• YOUR TASK:
The following data has a line with "in both masks." and a line with "pub fn is_set(&self, node: usize)". Write out exactly those lines and all the lines between them.
****
//! NUMA affinity masks.
//!
//! An [`AffinityMask`] is a set of NUMA node ids drawn from a fixed
//! [`NumaNodes`] universe. Masks are plain `Copy` values: combining two
//! masks always produces a new one.

use std::fmt;

use serde::{Deserialize, Serialize};

use crate::error::{TopologyError, TopologyResult};

/// Largest NUMA node universe an [`AffinityMask`] can describe.
pub const MAX_NUMA_NODES: usize = u64::BITS as usize;

/// A set of NUMA node ids.
///
/// The empty mask is valid and means "no alignment possible". Fewer set
/// bits means a narrower, more specific placement.
#[derive(Debug, Clone, Copy, PartialEq, Eq, Hash, Default, Serialize, Deserialize)]
#[serde(into = "Vec<usize>", try_from = "Vec<usize>")]
pub struct AffinityMask(u64);

impl AffinityMask {
    /// The mask with no node set.
    pub const fn empty() -> Self {
        Self(0)
    }

    /// Mask holding a single node.
    pub fn single(node: usize) -> TopologyResult<Self> {
        Self::from_nodes(&[node])
    }

    /// Build a mask from a list of node ids. Duplicates are ignored.
    pub fn from_nodes(nodes: &[usize]) -> TopologyResult<Self> {
        let mut bits = 0u64;
        for &node in nodes {
            if node >= MAX_NUMA_NODES {
                return Err(TopologyError::NodeOutOfRange {
                    node,
                    count: MAX_NUMA_NODES,
                });
            }
            bits |= 1 << node;
        }
        Ok(Self(bits))
    }

    /// Nodes present in both masks.
    pub fn intersect(&self, other: &Self) -> Self {
        Self(self.0 & other.0)
    }

    pub fn is_empty(&self) -> bool {
        self.0 == 0
    }

    /// Number of nodes in the mask.
    pub fn count(&self) -> usize {
        self.0.count_ones() as usize
    }

    pub fn is_set(&self, node: usize) -> bool {
        node < MAX_NUMA_NODES && self.0 & (1 << node) != 0
    }

    pub fn is_subset_of(&self, other: &Self) -> bool {
        self.0 & !other.0 == 0
    }

    /// Strictly fewer nodes than `other`.
    pub fn is_narrower_than(&self, other: &Self) -> bool {
        self.count() < other.count()
    }

    /// Node ids in ascending order.
    pub fn nodes(&self) -> impl Iterator<Item = usize> + '_ {
        (0..MAX_NUMA_NODES).filter(|&node| self.is_set(node))
    }
}

impl fmt::Display for AffinityMask {
    fn fmt(&self, f: &mut fmt::Formatter<'_>) -> fmt::Result {
        let mut first = true;
        for node in self.nodes() {
            if !first {
                f.write_str(",")?;
            }
            write!(f, "{node}")?;
            first = false;
        }
        if first {
            f.write_str("<none>")?;
        }
        Ok(())
    }
}

impl From<AffinityMask> for Vec<usize> {
    fn from(mask: AffinityMask) -> Self {
        mask.nodes().collect()
    }
}

impl TryFrom<Vec<usize>> for AffinityMask {
    type Error = TopologyError;

    fn try_from(nodes: Vec<usize>) -> TopologyResult<Self> {
        Self::from_nodes(&nodes)
    }
}

/// The universe of NUMA nodes `[0, count)` on this host.
///
/// Fixed once at startup from node discovery.
#[derive(Debug, Clone, Copy, PartialEq, Eq, Serialize, Deserialize)]
#[serde(try_from = "usize", into = "usize")]
pub struct NumaNodes {
    count: usize,
}

impl NumaNodes {
    pub fn new(count: usize) -> TopologyResult<Self> {
        if count == 0 || count > MAX_NUMA_NODES {
            return Err(TopologyError::InvalidNumaNodeCount(count));
        }
        Ok(Self { count })
    }

    pub fn count(&self) -> usize {
        self.count
    }

    /// Mask with every node of the universe set.
    pub fn full_mask(&self) -> AffinityMask {
        if self.count == MAX_NUMA_NODES {
            AffinityMask(u64::MAX)
        } else {
            AffinityMask((1 << self.count) - 1)
        }
    }

    /// Drop any node outside the universe.
    pub fn clamp(&self, mask: AffinityMask) -> AffinityMask {
        mask.intersect(&self.full_mask())
    }
}

impl TryFrom<usize> for NumaNodes {
    type Error = TopologyError;

    fn try_from(count: usize) -> TopologyResult<Self> {
        Self::new(count)
    }
}

impl From<NumaNodes> for usize {
    fn from(nodes: NumaNodes) -> Self {
        nodes.count
    }
}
****
• SOLUTION:
    /// Nodes present in both masks.
    pub fn intersect(&self, other: &Self) -> Self {
        Self(self.0 & other.0)
    }

    pub fn is_empty(&self) -> bool {
        self.0 == 0
    }

    /// Number of nodes in the mask.
    pub fn count(&self) -> usize {
        self.0.count_ones() as usize
    }

    pub fn is_set(&self, node: usize) -> bool {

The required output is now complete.